◆ Required work ◆
Please say how many lines in the records below contain the word "joins", giving only the number.

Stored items
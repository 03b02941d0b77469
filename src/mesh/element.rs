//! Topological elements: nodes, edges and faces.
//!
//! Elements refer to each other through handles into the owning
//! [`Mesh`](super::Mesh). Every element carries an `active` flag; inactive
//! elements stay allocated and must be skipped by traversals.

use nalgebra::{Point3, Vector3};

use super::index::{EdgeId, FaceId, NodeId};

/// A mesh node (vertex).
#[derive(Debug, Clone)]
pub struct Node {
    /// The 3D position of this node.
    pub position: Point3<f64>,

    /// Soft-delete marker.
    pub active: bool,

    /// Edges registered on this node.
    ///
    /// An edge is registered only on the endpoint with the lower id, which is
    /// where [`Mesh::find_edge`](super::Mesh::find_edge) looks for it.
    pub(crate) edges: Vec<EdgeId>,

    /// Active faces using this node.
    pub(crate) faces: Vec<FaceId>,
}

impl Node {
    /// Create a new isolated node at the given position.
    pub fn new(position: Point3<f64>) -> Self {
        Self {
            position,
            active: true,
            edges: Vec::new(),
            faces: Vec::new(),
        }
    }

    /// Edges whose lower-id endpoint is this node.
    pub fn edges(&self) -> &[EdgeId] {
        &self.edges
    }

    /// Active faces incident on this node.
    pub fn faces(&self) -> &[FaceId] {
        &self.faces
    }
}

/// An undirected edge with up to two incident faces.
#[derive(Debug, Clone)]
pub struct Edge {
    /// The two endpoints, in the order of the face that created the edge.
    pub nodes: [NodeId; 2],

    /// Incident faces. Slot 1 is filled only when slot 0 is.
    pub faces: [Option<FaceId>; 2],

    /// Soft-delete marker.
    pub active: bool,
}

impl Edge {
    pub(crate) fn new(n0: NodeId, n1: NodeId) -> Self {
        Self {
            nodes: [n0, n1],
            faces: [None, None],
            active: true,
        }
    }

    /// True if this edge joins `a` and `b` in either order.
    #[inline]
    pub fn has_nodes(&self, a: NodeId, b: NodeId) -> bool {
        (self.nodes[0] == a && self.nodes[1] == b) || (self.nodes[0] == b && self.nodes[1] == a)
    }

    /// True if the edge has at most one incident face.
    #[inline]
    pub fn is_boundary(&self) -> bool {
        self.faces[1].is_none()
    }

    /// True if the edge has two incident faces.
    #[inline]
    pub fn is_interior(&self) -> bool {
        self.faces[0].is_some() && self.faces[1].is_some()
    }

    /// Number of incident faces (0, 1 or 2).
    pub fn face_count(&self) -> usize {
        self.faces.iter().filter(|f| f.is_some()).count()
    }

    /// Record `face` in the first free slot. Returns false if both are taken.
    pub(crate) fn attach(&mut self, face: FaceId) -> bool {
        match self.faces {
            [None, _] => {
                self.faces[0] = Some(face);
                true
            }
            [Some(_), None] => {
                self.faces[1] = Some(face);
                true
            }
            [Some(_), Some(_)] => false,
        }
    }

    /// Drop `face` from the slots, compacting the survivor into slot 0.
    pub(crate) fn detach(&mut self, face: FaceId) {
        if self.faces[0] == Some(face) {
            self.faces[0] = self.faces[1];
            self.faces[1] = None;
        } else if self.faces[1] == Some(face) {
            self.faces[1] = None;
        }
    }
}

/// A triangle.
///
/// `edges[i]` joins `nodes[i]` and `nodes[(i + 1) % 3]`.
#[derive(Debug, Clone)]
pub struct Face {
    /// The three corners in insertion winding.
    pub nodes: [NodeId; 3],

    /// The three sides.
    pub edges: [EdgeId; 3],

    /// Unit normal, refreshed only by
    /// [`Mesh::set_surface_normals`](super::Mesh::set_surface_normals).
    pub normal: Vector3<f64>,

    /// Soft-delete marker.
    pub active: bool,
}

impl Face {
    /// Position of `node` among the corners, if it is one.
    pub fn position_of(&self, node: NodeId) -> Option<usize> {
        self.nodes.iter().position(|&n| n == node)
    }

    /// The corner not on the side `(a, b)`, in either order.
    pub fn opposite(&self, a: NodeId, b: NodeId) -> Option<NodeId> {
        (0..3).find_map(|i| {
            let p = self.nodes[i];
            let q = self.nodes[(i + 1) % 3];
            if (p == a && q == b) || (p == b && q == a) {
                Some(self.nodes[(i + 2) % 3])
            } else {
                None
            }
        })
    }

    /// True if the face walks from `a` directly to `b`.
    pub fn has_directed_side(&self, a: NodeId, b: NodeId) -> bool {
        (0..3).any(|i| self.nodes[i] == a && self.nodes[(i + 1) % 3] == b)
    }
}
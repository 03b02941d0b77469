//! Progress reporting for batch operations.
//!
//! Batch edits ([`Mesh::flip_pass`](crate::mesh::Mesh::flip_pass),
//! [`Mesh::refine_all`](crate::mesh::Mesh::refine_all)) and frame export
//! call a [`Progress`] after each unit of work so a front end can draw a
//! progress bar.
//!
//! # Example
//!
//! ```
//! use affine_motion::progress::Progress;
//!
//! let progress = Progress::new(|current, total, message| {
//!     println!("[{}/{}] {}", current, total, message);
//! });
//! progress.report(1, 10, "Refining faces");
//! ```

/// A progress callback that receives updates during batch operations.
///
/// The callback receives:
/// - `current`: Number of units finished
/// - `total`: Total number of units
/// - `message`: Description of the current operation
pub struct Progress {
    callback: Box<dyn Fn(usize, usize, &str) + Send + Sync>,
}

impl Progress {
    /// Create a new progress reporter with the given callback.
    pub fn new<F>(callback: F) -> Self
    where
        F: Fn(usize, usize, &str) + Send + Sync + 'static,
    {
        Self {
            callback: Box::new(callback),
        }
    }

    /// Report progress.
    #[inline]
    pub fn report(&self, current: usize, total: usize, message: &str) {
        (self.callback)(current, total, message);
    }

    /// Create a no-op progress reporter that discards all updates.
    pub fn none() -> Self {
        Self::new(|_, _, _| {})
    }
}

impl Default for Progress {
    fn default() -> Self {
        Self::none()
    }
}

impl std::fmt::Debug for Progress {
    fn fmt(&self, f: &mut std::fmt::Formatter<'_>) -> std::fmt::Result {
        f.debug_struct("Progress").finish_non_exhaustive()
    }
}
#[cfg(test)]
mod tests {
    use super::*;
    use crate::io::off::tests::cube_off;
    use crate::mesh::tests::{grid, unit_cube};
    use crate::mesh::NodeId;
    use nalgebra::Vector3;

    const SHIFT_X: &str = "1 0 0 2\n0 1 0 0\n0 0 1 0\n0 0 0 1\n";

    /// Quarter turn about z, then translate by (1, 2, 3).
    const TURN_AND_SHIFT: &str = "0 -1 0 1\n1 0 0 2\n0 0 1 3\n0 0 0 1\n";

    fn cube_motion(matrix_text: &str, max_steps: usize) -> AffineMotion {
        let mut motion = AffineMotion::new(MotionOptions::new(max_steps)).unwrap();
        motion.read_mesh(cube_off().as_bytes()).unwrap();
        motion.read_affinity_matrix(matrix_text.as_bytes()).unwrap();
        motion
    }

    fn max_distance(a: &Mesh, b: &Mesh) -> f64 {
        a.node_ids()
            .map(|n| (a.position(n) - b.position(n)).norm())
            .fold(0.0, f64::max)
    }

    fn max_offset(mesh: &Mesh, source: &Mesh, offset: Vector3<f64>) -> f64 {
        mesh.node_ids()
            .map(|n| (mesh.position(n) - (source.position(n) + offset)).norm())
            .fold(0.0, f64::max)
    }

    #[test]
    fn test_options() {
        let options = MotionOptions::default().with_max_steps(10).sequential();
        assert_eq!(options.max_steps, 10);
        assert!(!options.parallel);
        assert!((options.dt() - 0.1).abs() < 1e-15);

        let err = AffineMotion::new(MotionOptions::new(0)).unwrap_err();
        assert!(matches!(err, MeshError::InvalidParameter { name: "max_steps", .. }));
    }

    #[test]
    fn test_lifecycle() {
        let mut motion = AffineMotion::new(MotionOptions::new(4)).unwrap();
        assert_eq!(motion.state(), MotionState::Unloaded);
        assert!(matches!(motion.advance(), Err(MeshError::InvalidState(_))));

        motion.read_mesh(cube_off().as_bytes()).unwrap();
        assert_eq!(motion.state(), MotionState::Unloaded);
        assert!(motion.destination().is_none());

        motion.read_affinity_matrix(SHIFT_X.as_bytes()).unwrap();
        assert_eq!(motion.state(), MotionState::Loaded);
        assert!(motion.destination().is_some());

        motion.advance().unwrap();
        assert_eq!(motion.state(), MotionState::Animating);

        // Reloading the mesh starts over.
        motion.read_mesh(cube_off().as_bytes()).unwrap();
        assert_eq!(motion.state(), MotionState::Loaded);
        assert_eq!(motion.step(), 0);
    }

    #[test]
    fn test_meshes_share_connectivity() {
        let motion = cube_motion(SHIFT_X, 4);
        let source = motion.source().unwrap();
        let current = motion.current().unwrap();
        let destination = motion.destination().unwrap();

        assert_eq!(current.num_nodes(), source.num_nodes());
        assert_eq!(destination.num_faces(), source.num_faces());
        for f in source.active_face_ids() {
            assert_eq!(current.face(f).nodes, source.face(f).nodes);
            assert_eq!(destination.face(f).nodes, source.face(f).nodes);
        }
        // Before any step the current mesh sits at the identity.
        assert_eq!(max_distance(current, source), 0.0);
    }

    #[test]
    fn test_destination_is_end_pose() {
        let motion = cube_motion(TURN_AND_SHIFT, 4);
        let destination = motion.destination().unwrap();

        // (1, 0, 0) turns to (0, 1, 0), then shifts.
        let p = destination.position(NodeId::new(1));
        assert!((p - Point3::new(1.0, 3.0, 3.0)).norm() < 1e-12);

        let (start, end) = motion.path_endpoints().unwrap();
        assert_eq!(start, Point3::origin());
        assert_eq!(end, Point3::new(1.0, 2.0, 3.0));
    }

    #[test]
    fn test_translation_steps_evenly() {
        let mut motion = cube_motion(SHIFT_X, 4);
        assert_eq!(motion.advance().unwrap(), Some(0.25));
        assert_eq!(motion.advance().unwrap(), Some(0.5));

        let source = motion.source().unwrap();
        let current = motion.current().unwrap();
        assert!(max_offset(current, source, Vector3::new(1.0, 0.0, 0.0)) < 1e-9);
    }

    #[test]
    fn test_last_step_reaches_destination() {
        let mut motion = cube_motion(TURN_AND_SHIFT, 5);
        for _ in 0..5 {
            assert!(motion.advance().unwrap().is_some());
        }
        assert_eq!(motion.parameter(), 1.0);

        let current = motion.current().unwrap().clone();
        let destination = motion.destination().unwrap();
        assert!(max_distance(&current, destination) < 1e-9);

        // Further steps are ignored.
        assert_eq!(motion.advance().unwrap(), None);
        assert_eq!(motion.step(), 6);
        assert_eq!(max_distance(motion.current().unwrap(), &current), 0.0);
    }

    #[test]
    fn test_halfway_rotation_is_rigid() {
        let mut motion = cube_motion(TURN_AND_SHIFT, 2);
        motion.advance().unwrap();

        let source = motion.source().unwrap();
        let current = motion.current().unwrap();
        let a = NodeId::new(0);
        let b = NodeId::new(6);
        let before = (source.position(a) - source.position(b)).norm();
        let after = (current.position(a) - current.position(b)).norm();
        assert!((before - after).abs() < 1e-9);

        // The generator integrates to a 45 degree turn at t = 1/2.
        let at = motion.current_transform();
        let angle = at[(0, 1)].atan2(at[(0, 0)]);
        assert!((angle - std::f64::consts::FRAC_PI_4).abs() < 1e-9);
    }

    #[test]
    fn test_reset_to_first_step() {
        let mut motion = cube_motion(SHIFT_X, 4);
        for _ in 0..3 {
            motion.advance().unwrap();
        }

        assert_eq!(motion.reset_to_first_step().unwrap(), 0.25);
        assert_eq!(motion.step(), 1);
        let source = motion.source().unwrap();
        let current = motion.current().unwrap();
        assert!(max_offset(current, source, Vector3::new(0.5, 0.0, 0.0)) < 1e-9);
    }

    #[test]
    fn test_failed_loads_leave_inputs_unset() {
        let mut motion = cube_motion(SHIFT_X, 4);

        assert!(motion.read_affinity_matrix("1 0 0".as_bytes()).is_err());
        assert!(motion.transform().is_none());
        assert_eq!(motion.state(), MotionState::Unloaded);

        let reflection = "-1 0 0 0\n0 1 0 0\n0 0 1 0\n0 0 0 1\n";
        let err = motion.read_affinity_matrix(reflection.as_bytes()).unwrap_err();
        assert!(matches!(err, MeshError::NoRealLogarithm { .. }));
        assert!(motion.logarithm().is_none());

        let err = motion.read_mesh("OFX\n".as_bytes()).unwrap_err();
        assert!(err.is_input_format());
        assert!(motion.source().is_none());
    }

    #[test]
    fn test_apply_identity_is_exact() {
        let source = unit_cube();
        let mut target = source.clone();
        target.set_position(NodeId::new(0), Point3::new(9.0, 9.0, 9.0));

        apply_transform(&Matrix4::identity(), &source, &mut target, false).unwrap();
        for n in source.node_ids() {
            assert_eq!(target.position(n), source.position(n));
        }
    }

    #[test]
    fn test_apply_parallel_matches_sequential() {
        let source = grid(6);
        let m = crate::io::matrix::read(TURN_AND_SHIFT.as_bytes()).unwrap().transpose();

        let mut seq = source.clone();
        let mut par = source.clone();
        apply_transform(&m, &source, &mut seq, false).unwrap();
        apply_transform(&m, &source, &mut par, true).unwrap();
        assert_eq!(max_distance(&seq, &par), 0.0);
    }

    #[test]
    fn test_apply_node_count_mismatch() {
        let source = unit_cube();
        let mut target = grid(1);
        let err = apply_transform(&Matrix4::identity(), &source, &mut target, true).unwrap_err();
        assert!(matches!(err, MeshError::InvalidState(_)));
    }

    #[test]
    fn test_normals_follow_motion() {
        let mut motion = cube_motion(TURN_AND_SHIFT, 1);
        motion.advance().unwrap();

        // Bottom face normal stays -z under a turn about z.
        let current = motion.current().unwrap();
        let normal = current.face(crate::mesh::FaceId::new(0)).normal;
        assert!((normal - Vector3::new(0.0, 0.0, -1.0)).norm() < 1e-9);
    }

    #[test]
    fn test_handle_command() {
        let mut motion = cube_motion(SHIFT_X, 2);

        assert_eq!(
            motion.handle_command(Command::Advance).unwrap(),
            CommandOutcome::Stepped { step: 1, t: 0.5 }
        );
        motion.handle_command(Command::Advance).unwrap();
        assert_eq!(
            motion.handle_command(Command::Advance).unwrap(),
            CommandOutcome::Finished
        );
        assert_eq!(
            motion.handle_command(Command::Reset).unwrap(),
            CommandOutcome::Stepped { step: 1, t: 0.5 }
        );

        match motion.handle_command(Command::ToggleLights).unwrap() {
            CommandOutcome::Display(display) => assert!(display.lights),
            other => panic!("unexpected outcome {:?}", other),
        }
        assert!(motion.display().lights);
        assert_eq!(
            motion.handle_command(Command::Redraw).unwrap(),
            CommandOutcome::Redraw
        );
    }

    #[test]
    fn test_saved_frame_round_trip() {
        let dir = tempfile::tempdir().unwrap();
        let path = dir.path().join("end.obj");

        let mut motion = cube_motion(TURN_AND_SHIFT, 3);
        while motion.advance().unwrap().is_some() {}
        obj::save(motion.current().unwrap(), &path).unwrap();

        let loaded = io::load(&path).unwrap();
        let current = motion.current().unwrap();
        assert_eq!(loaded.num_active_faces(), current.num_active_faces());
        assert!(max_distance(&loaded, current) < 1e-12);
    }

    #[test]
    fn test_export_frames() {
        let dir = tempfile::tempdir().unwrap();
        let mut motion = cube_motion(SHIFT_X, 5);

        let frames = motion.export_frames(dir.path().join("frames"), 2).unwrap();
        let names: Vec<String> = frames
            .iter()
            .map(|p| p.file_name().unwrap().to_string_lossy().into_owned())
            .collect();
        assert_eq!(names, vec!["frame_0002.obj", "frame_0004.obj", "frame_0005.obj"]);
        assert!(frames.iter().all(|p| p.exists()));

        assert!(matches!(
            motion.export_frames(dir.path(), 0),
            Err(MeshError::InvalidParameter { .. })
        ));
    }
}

◆ Output ◆
2